Project reviews

Fabric Covered Storage Project Review

Recently I’ve been inspired to create some fabric covered storage. It’s a fun and easy way to decorate your space and customize ordinary plastic storage solutions. My two favorite tutorials on the topic are the “Storage Bin To Toy Box Makeover” by Rebeca of “Creative Dominican” and the “DIY Fabric Covered Bin” by Lindsay of “Tales From A Cottage”. I’m combining their tutorials to cover a 6 liter, lidded plastic box with fabric. No sewing is involved to create this fabric covered storage project.

Empty 6L plastic shoe box
Empty plastic storage solution

Note this project is for personal use only.

Here are my thoughts on this project.

Both tutorials beings with some amazing photographs and a few paragraphs describing the author’s motivation for creating the tutorial. Recommended materials are covered next. Rebeca used Mod Podge to glue wrapping paper and fabric to the exterior of her solid-walled, lidded storage bin. Lindsay used spray adhesive to glue fabric to the exterior and interior of her mesh-sided, open-top storage bin. My lidded, plastic box has solid sides, so I mixed up some white glue and water to substitute for Mod Podge.

If you’re making your own Mod Podge, I recommend you follow these instructions (Homemade Mod Podge) for using a ratio of 1 part water to 3 parts white glue. I used too much water in my first batch and when the glue dried the fabric started to peel off the plastic.

Step 1 Measure your fabric

As per Lindsay’s tutorial, I measured my fabric as if I were gift wrapping my box. I used two pieces of fabric: one for the body of the box and one for the lid. Clothes clips helped me gauge the amount of fabric I would need to cover the sides of my box.

Plasti bin with fabric clipped to exterior
Estimating fabric for exterior
Step 2 Glue material to bottom of bin

I followed Rebeca’s tutorial to glue my fabric to the bottom of my container. She used a sponge brush and worked in small sections. I worked in small sections and used a synthetic bristle brush. Unfortunately, it did leave some synthetic bristles behind and I had to pick them off before my glue dried.

Plastic storage bin with fabric glued to exterior bottom
Fabric glued to bottom of bin

My DIY Mod Podge soaked into my fabric unevenly, so I applied a second layer to the right side of the fabric immediately after pressing the fabric onto my box. *This is likely a factor of having too much water in my first batch of DIY Mod Podge.

Step 3 Prepare corners

Rebeca was able to wrap her wrapping paper around the corners of her bin smoothly. Lindsay suggests clipping the corners of your fabric to reduce bulk. I clipped and folded the short-sides of my fabric as per her instructions.

Trimmed & folded fabric for short sides of bin
Trim & fold fabric for short sides

The short ends of my bin were wider at the top than they were at the bottom.
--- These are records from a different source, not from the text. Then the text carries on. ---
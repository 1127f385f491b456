use axum::{
    extract::{rejection::JsonRejection, Path, State},
    http::StatusCode,
    response::IntoResponse,
    routing::{delete, get},
    Json, Router,
};
use serde::Deserialize;
use std::sync::Arc;
use uuid::Uuid;

use crate::controllers::{json_body, parse_id, Items};
use crate::error::AppResult;
use crate::middleware::AuthUser;
use crate::AppState;

pub fn routes() -> Router<Arc<AppState>> {
    Router::new()
        .route("/bookings", get(list_bookings).post(create_booking))
        .route("/bookings/{id}", delete(cancel_booking))
        .route("/events/{id}/occupied-seats", get(occupied_seats))
}

/* ---------- BOOKINGS ---------- */

// A missing seat list is an empty request, which the allocator rejects
#[derive(Debug, Deserialize)]
#[serde(rename_all = "camelCase")]
pub struct CreateBookingRequest {
    pub event_id: Uuid,
    #[serde(default)]
    pub seats: Vec<String>,
}

// GET /api/bookings
async fn list_bookings(
    State(state): State<Arc<AppState>>,
    user: AuthUser,
) -> AppResult<impl IntoResponse> {
    let bookings = state.bookings.list(user.user_id).await?;
    Ok(Json(Items::from(bookings)))
}

// POST /api/bookings
async fn create_booking(
    State(state): State<Arc<AppState>>,
    user: AuthUser,
    payload: Result<Json<CreateBookingRequest>, JsonRejection>,
) -> AppResult<impl IntoResponse> {
    let req = json_body(payload)?;
    let booking = state
        .bookings
        .create(user.user_id, req.event_id, req.seats)
        .await?;
    Ok((StatusCode::CREATED, Json(booking)))
}

// DELETE /api/bookings/{id}
async fn cancel_booking(
    State(state): State<Arc<AppState>>,
    user: AuthUser,
    Path(id): Path<String>,
) -> AppResult<impl IntoResponse> {
    state.bookings.cancel(parse_id(&id)?, user.user_id).await?;
    Ok(StatusCode::NO_CONTENT)
}

/* ---------- SEATS ---------- */

// GET /api/events/{id}/occupied-seats
async fn occupied_seats(
    State(state): State<Arc<AppState>>,
    Path(id): Path<String>,
) -> AppResult<impl IntoResponse> {
    let seats = state.bookings.list_seats_by_event(parse_id(&id)?).await?;
    Ok(Json(Items::from(seats)))
}
use async_trait::async_trait;
use sqlx::PgPool;
use uuid::Uuid;

use crate::error::AppResult;
use crate::models::Category;
use crate::repository::CategoryRepository;

#[derive(Clone)]
pub struct PgCategoryRepository {
    pool: PgPool,
}

impl PgCategoryRepository {
    pub fn new(pool: PgPool) -> Self {
        Self { pool }
    }
}

#[async_trait]
impl CategoryRepository for PgCategoryRepository {
    async fn list(&self) -> AppResult<Vec<Category>> {
        let categories = sqlx::query_as::<_, Category>(
            "SELECT id, name, created_at, updated_at FROM categories ORDER BY name ASC",
        )
        .fetch_all(&self.pool)
        .await?;
        Ok(categories)
    }

    async fn get(&self, id: Uuid) -> AppResult<Category> {
        let category = sqlx::query_as::<_, Category>(
            "SELECT id, name, created_at, updated_at FROM categories WHERE id = $1",
        )
        .bind(id)
        .fetch_one(&self.pool)
        .await?;
        Ok(category)
    }
}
Next time I’ll cut the short ends of my fabric to match the shape of the bin.

Step 4 Glue material to sides of bin

I started at the bottom and glued the long sides of my material to the long sides of the bin. The lip of my bin folds outward and there are some pegs to support this rim and hold the lid on.

Close-up of lip of bin showing pegs
Close-up of bin rim & pegs

I trimmed my fabric so that it would fit inside the rim and snipped it where the pegs were located to avoid problems closing the box.

Close-up of fabric notched to fit around pegs along rim
Close-up of fabric notched to fit around pegs

I let the first long side dry before gluing the second one. I used the same technique to trim the excess fabric and notch the fabric around the pegs when gluing the short sides.

Step 5 Repeat steps 1-4 with lid

Once again, clothes clips helped me gauge the amount of fabric I would need. I glued my fabric to the recessed center of the lid and then to the outer border.

Initially, I folded my fabric right over the edge of the lid so that raw fabric edges would be inside the lid.

Upside down lid with fabric glued to the exterior
Glue fabric to the exterior of lid

Later it occurred to me that this might interfere with the way the lid fit. I trimmed the fabric right to the edge of the lid and glued it in place.

Close-up of fabric clipped along the edge of a bin's lid
Clips holding trimmed fabric along the edge of the lid

That’s it! There are only five steps. Here are some photos of my hanging my finished Fabric Covered Plastic Box.

Fabric covered lid and bin
Upside down lid and bin covered in fabric
Front view fabric covered bin with lid
Front view fabric covered bin with lid on
Oblique view fabric covered bin with lid
Oblique view of fabric covered bin with lid
Close-up of the side of the fabric covered bin with lid on
Close-up of side of closed bin

Both of the tutorials were easy to follow and adapting them to one’s specific needs/materials makes customizing the project a breeze. I really enjoyed making this project and am looking forward to decorating more of my plastic storage containers.

Have you made paper or fabric covered storage? Comment below and/or Pin me for later!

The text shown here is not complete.